Tailoring the Interfacial Electric Field Using Silicon Nanoparticles for Stable Zinc‐ion Batteries
Haiyang Wu, Wen Yan, Yimin Xing, Lin Li, Jiayi Liu, Li Li, Peng Huang, Chao Lai, Chao Wang, Weihua Chen, Shulei Chou
Abstract
Abstract Aqueous zinc‐ion batteries (ZIBs) are among the most promising next‐generation energy storage systems due to their high level of safety, environmental friendliness, and low cost. However, the dendritic growth of Zn deposition leads to low Coulombic efficiency and severe capacity degradation, which limits their large‐scale application. In this study, silicon nanoparticles are used as electrolyte additives which can regulate the uniform electrodeposition of Zn by the formation of SiOZn bonds.

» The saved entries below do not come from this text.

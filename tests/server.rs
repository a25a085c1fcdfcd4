//! HTTP surface tests: the chat router is served on an ephemeral port over
//! in-memory stores and exercised with reqwest.

mod common;

use serde_json::Value;

use partselect_agent::server::router;

async fn spawn_server() -> String {
    let listener = tokio::net::TcpListener::bind("127.0.0.1:0").await.unwrap();
    let port = listener.local_addr().unwrap().port();
    let app = router(common::engine());
    tokio::spawn(async move {
        axum::serve(listener, app).await.unwrap();
    });
    wait_for_server(port).await;
    format!("http://127.0.0.1:{}", port)
}

async fn wait_for_server(port: u16) {
    let client = reqwest::Client::new();
    let url = format!("http://127.0.0.1:{}/health", port);
    for _ in 0..50 {
        if let Ok(resp) = client.get(&url).send().await {
            if resp.status().is_success() {
                return;
            }
        }
        tokio::time::sleep(std::time::Duration::from_millis(100)).await;
    }
    panic!("Server did not become ready within 5 seconds");
}

// ─── Tests ──────────────────────────────────────────────────────────

#[tokio::test]
async fn test_health_reports_version() {
    let base = spawn_server().await;
    let body: Value = reqwest::get(format!("{}/health", base))
        .await
        .unwrap()
        .json()
        .await
        .unwrap();
    assert_eq!(body["status"], "ok");
    assert_eq!(body["version"], env!("CARGO_PKG_VERSION"));
}

#[tokio::test]
async fn test_empty_message_is_bad_request() {
    let base = spawn_server().await;
    let resp = reqwest::Client::new()
        .post(format!("{}/chat", base))
        .json(&serde_json::json!({ "message": "   " }))
        .send()
        .await
        .unwrap();
    assert_eq!(resp.status().as_u16(), 400);
    let body: Value = resp.json().await.unwrap();
    assert_eq!(body["error"]["code"], "bad_request");
}

#[tokio::test]
async fn test_malformed_body_is_bad_request() {
    let base = spawn_server().await;
    let resp = reqwest::Client::new()
        .post(format!("{}/chat", base))
        .header("content-type", "application/json")
        .body("{not json")
        .send()
        .await
        .unwrap();
    assert_eq!(resp.status().as_u16(), 400);
}

#[tokio::test]
async fn test_chat_returns_compatibility_answer() {
    let base = spawn_server().await;
    let resp = reqwest::Client::new()
        .post(format!("{}/chat", base))
        .json(&serde_json::json!({
            "message": "Is PS11752778 compatible with WDT780SAEM1?",
            "session_id": "abc"
        }))
        .send()
        .await
        .unwrap();
    assert!(resp.status().is_success());
    let body: Value = resp.json().await.unwrap();
    assert!(body["content"].as_str().unwrap().starts_with("Yes"));
    assert_eq!(body["scope_label"], "IN_SCOPE");
}

#[tokio::test]
async fn test_chat_with_history() {
    let base = spawn_server().await;
    let resp = reqwest::Client::new()
        .post(format!("{}/chat", base))
        .json(&serde_json::json!({
            "message": "Is it compatible with my WDT780SAEM1?",
            "history": [
                { "role": "user", "content": "Tell me about PS11752778" },
                { "role": "assistant", "content": "**Dishwasher Door Gasket**\nPartSelect: PS11752778" }
            ]
        }))
        .send()
        .await
        .unwrap();
    let body: Value = resp.json().await.unwrap();
    assert!(body["content"].as_str().unwrap().starts_with("Yes."));
}

#[tokio::test]
async fn test_stream_emits_events_in_order() {
    let base = spawn_server().await;
    let text = reqwest::Client::new()
        .post(format!("{}/chat/stream", base))
        .json(&serde_json::json!({ "message": "Parts for WRF535SWHZ" }))
        .send()
        .await
        .unwrap()
        .text()
        .await
        .unwrap();

    let scope = text.find("event: scope").unwrap();
    let message = text.find("event: message").unwrap();
    let sources = text.find("event: sources").unwrap();
    let cards = text.find("event: product_cards").unwrap();
    let done = text.find("event: done").unwrap();
    assert!(scope < message && message < sources && sources < cards && cards < done);
    assert!(text.contains("data: [DONE]"));
}

#[tokio::test]
async fn test_stream_redirect_has_no_sources() {
    let base = spawn_server().await;
    let text = reqwest::Client::new()
        .post(format!("{}/chat/stream", base))
        .json(&serde_json::json!({ "message": "Write me a poem" }))
        .send()
        .await
        .unwrap()
        .text()
        .await
        .unwrap();

    assert!(text.contains("data: OUT_OF_SCOPE"));
    assert!(!text.contains("event: sources"));
    assert!(!text.contains("event: product_cards"));
    assert!(text.contains("event: done"));
}
//! Core data models.
//!
//! These types flow between the stores, the handlers and the HTTP layer:
//!
//! ```text
//! DocumentStore ──► EvidenceChunk ──► Composer ──► Citation
//! CatalogStore  ──► PartRecord / ModelRecord ──► ProductCard
//! ```
//!
//! All response-facing types serialize with `serde` in the shape the chat
//! endpoints return.

use serde::{Deserialize, Serialize};
use std::fmt;
use std::str::FromStr;

/// Appliance families the agent supports.
#[derive(Debug, Clone, Copy, PartialEq, Eq, Hash, Serialize, Deserialize)]
#[serde(rename_all = "snake_case")]
pub enum ApplianceType {
    Refrigerator,
    Dishwasher,
}

impl ApplianceType {
    pub fn as_str(&self) -> &'static str {
        match self {
            ApplianceType::Refrigerator => "refrigerator",
            ApplianceType::Dishwasher => "dishwasher",
        }
    }
}

impl fmt::Display for ApplianceType {
    fn fmt(&self, f: &mut fmt::Formatter<'_>) -> fmt::Result {
        f.write_str(self.as_str())
    }
}

impl FromStr for ApplianceType {
    type Err = String;

    fn from_str(s: &str) -> Result<Self, Self::Err> {
        match s.trim().to_ascii_lowercase().as_str() {
            "refrigerator" | "fridge" | "freezer" => Ok(ApplianceType::Refrigerator),
            "dishwasher" | "dish washer" => Ok(ApplianceType::Dishwasher),
            other => Err(format!("unknown appliance type '{}'", other)),
        }
    }
}

/// Role of a turn in the conversation history.
#[derive(Debug, Clone, Copy, PartialEq, Eq, Serialize, Deserialize)]
#[serde(rename_all = "lowercase")]
pub enum Role {
    User,
    Assistant,
    System,
}

impl Role {
    pub fn as_str(&self) -> &'static str {
        match self {
            Role::User => "user",
            Role::Assistant => "assistant",
            Role::System => "system",
        }
    }
}

/// One prior turn, as sent by the client.
#[derive(Debug, Clone, PartialEq, Serialize, Deserialize)]
pub struct ChatMessage {
    pub role: Role,
    pub content: String,
}

impl ChatMessage {
    pub fn user(content: impl Into<String>) -> Self {
        Self {
            role: Role::User,
            content: content.into(),
        }
    }

    pub fn assistant(content: impl Into<String>) -> Self {
        Self {
            role: Role::Assistant,
            content: content.into(),
        }
    }
}

/// Provenance and filter metadata attached to a stored chunk.
///
/// `symptom_tag` uses the triage vocabulary (`not_cooling`, `leaking`, ...)
/// and is what the source policy filters on. `doc_type` distinguishes repair
/// guides from catalog pages (`part_catalog`).
#[derive(Debug, Clone, Default, PartialEq, Serialize, Deserialize)]
pub struct ChunkMetadata {
    #[serde(default)]
    pub appliance_type: Option<ApplianceType>,
    #[serde(default)]
    pub doc_type: Option<String>,
    #[serde(default)]
    pub symptom_tag: Option<String>,
    pub source_url: String,
    #[serde(default)]
    pub title: Option<String>,
    #[serde(default)]
    pub model_number: Option<String>,
    #[serde(default)]
    pub part_number: Option<String>,
}

/// A retrievable unit of source text, scored against a query vector.
///
/// `score` is the cosine similarity computed at retrieval time; it is `0.0`
/// for chunks that have not been through a search.
#[derive(Debug, Clone, PartialEq, Serialize)]
pub struct EvidenceChunk {
    pub chunk_id: String,
    pub doc_id: String,
    pub text: String,
    pub metadata: ChunkMetadata,
    pub score: f32,
}

/// A source link backing part of an answer.
#[derive(Debug, Clone, PartialEq, Eq, Hash, Serialize, Deserialize)]
pub struct Citation {
    pub url: String,
    pub title: String,
}

impl Citation {
    pub fn new(url: impl Into<String>, title: impl Into<String>) -> Self {
        Self {
            url: url.into(),
            title: title.into(),
        }
    }
}

/// Structured part suggestion rendered by the client as a card.
#[derive(Debug, Clone, PartialEq, Serialize, Deserialize)]
pub struct ProductCard {
    pub part_number: String,
    pub name: String,
    pub price: Option<String>,
    pub url: String,
    pub image_url: Option<String>,
    pub brand: Option<String>,
}

/// Row from the `parts` table.
#[derive(Debug, Clone, PartialEq, Serialize, Deserialize)]
pub struct PartRecord {
    pub partselect_number: String,
    #[serde(default)]
    pub manufacturer_part_number: Option<String>,
    pub name: String,
    #[serde(default)]
    pub brand: Option<String>,
    #[serde(default)]
    pub price: Option<f64>,
    #[serde(default)]
    pub stock_status: Option<String>,
    #[serde(default)]
    pub url: Option<String>,
    #[serde(default)]
    pub image_url: Option<String>,
    #[serde(default)]
    pub appliance_type: Option<ApplianceType>,
}

impl PartRecord {
    pub fn formatted_price(&self) -> Option<String> {
        self.price.map(|p| format!("${:.2}", p))
    }
}

/// Row from the `models` table.
#[derive(Debug, Clone, PartialEq, Serialize, Deserialize)]
pub struct ModelRecord {
    pub model_number: String,
    #[serde(default)]
    pub brand: Option<String>,
    #[serde(default)]
    pub appliance_type: Option<ApplianceType>,
    #[serde(default)]
    pub url: Option<String>,
}

/// A page found by the external discovery capability.
#[derive(Debug, Clone, PartialEq, Serialize, Deserialize)]
pub struct DiscoveredPage {
    pub url: String,
    pub title: String,
    #[serde(default)]
    pub snippet: Option<String>,
    #[serde(default)]
    pub thumbnail: Option<String>,
}

#[cfg(test)]
mod tests {
    use super::*;

    #[test]
    fn test_appliance_aliases() {
        assert_eq!(
            "Fridge".parse::<ApplianceType>().unwrap(),
            ApplianceType::Refrigerator
        );
        assert_eq!(
            "dishwasher".parse::<ApplianceType>().unwrap(),
            ApplianceType::Dishwasher
        );
        assert!("microwave".parse::<ApplianceType>().is_err());
    }

    #[test]
    fn test_chunk_metadata_defaults() {
        let meta: ChunkMetadata =
            serde_json::from_str(r#"{"source_url": "https://example.com/a"}"#).unwrap();
        assert_eq!(meta.appliance_type, None);
        assert_eq!(meta.symptom_tag, None);
    }

    #[test]
    fn test_formatted_price() {
        let part = PartRecord {
            partselect_number: "PS11752778".into(),
            manufacturer_part_number: None,
            name: "Door Shelf Bin".into(),
            brand: None,
            price: Some(36.5),
            stock_status: None,
            url: None,
            image_url: None,
            appliance_type: None,
        };
        assert_eq!(part.formatted_price().as_deref(), Some("$36.50"));
    }
}
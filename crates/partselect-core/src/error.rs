//! Error taxonomy shared by the engine.
//!
//! Most of these are recoverable: the pipeline turns them into a redirect,
//! a clarifying question, or a degraded answer. Only malformed requests
//! reach callers as failures, and those are rejected by the server before
//! the engine runs.

use thiserror::Error;

use crate::state::ScopeLabel;

#[derive(Debug, Error)]
pub enum EngineError {
    /// Message is outside the supported domain. Answered with the redirect.
    #[error("message rejected by scope gate ({0})")]
    ScopeRejected(ScopeLabel),

    /// A routed action needs a slot the conversation has not supplied.
    #[error("missing required slot: {0}")]
    SlotMissing(&'static str),

    /// No chunk passed the retrieval filters.
    #[error("no evidence passed the retrieval filters")]
    RetrievalEmpty,

    /// Evidence was retrieved but no claim could be grounded in it.
    #[error("no claim could be grounded in the retrieved evidence")]
    Ungrounded,

    /// Embedding, language model or search call failed or timed out.
    #[error("{service} unavailable: {reason}")]
    ExternalServiceUnavailable {
        service: &'static str,
        reason: String,
    },

    /// Structured or document store could not be queried.
    #[error("store unavailable: {0}")]
    StoreUnavailable(String),

    /// Planner proposed an action outside the closed action set.
    #[error("planner proposed unknown action '{0}'")]
    InvalidPlan(String),

    /// Query and stored vectors come from different embedding spaces.
    #[error("embedding space mismatch: query has {query_dims} dims, store has {store_dims}")]
    EmbeddingMismatch { query_dims: usize, store_dims: usize },
}

impl EngineError {
    /// Shorthand for wrapping an external failure.
    pub fn unavailable(service: &'static str, reason: impl ToString) -> Self {
        EngineError::ExternalServiceUnavailable {
            service,
            reason: reason.to_string(),
        }
    }
}

pub type Result<T> = std::result::Result<T, EngineError>;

Theoretical calculations and experimental investigations demonstrate that the silicon layer regulates the interfacial charge distribution, resulting in a lower nucleation energy barrier for the Zn anode. Consequently, Zn|Zn symmetric cells with nano‐Si electrolyte additives achieve remarkable cycling stability for 1250 cycles at 5 mA cm −2 . When coupled with NaV 3 O 8 cathodes, the resulting ZIBs deliver a high reversible capacity of 250 mAh g −1 and significantly improved capacity retention after long‐term cycles.